Dossier: IMM-10867-12

Référence : 2013 CF 651

Ottawa (Ontario), le 14 juin 2013

En présence de monsieur le juge Shore 

 

ENTRE :

 

TORNER ALVARADO, XIMENA

TORNER ALVARADO, RAFAEL JOSE

 

 

partie demanderesse

 

et

 

 

 

LE MINISTRE DE LA CITOYENNETÉ ET DE L'IMMIGRATION DU CANADA

 

 

partie défenderesse

 

 

 

 

 

         MOTIFS DU JUGEMENT ET JUGEMENT

 

I. Introduction

[1]               Les demandeurs sollicitent le contrôle judiciaire d’une décision de la Section de la protection des réfugiés [SPR] de la Commission de l’immigration et du statut de réfugié, rendue le 26 septembre 2012, selon laquelle la SPR a déterminé que les demandeurs n’avaient pas la qualité de réfugié au sens de la Convention, ni celle de la personne à protégée, au sens des articles 96 et 97 de la Loi sur l’immigration et la protection des réfugiés, LC 2001, c 27 [LIPR].

 

II. Faits

[2]               Le demandeur principal, monsieur Rafael Jose Torner Alvarado, et sa sœur, madame Ximena Torner Alvarado, sont de citoyenneté mexicaine.

 

[3]               Dans le Formulaire de renseignements personnels [FRP] soumis au soutien de sa demande d’asile, le demandeur principal allègue les faits suivants.

 

[4]               Les problèmes du demandeur principal auraient commencé, le ou vers le 12 octobre 2007, suite à une descente policière dans un bar où il travaillait depuis septembre 2007. Cette descente faisait suite à une dénonciation anonyme indiquant qu’une vente illégale de drogue avait pris cours dans le bar et que l’on y vendait des boissons alcoolisées à des clients mineurs. Lors de la perquisition, les policiers auraient trouvé de la drogue dans le bar.

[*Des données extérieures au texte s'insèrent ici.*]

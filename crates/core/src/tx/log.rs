use std::time::SystemTime;

use alloy::primitives::{Address, TxHash};
use tokio::sync::watch;

#[derive(Debug, Clone, Copy, PartialEq, Eq)]
pub enum TxStatus {
    Pending,
    Confirmed,
    Failed,
}

/// Token and spender of an approval transaction.
#[derive(Debug, Clone, Copy, PartialEq, Eq)]
pub struct ApprovalTarget {
    pub token: Address,
    pub spender: Address,
}

#[derive(Debug, Clone, PartialEq, Eq)]
pub struct TransactionRecord {
    pub hash: TxHash,
    pub summary: String,
    pub submitted_at: SystemTime,
    pub status: TxStatus,
    pub approval: Option<ApprovalTarget>,
}

/// Transactions submitted from this session, observable through [`TransactionLog::subscribe`].
#[derive(Debug)]
pub struct TransactionLog {
    records: watch::Sender<Vec<TransactionRecord>>,
}

impl Default for TransactionLog {
    fn default() -> Self {
        Self {
            records: watch::Sender::new(Vec::new()),
        }
    }
}

impl TransactionLog {
    pub fn subscribe(&self) -> watch::Receiver<Vec<TransactionRecord>> {
        self.records.subscribe()
    }

    pub fn add(&self, hash: TxHash, summary: &str, approval: Option<ApprovalTarget>) {
        self.records.send_modify(|records| {
            records.push(TransactionRecord {
                hash,
                summary: summary.to_string(),
                submitted_at: SystemTime::now(),
                status: TxStatus::Pending,
                approval,
            })
        });
    }

    /// Marks a pending transaction as confirmed or failed. Unknown hashes are ignored.
    pub fn finalize(&self, hash: TxHash, status: TxStatus) {
        self.records.send_if_modified(|records| {
            match records.iter_mut().find(|r| r.hash == hash && r.status == TxStatus::Pending) {
                Some(record) => {
                    record.status = status;
                    true
                }
                None => false,
            }
        });
    }

    pub fn records(&self) -> Vec<TransactionRecord> {
        self.records.borrow().clone()
    }

    pub fn pending(&self) -> Vec<TransactionRecord> {
        self.records
            .borrow()
            .iter()
            .filter(|r| r.status == TxStatus::Pending)
            .cloned()
            .collect()
    }

    pub fn has_pending_approval(&self, token: Address, spender: Address) -> bool {
        let target = ApprovalTarget { token, spender };
        self.records
            .borrow()
            .iter()
            .any(|r| r.status == TxStatus::Pending && r.approval == Some(target))
    }
}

Ils auraient aussi arrêté trente-sept mineurs, ainsi que quatorze employés, dont le demandeur principal.

 

[5]               Le 14 octobre 2007, le demandeur principal a été libéré après avoir passé 48 heures en garde à vue. Le demandeur principal allègue toutefois que ses droits n’ont pas été respectés pendant la détention, qu’il n’a pas eu le droit d’appeler sa famille jusqu’à six heures après son arrestation, et que tous les autres employés demeuraient en détention lorsqu’il a été libéré grâce aux services d’un avocat que sa famille avait engagé.

 

[6]               Le 24 septembre 2007, le demandeur principal reçoit une citation à comparaître à titre de témoin. Quelques jours plus tard, le demandeur principal reçoit des appels d’individus inconnus le menaçant de mort s’il se présentait pour témoigner devant la cour. Aux dires du demandeur principal, son avocat lui a conseillé de ne pas comparaître et de quitter le Mexique.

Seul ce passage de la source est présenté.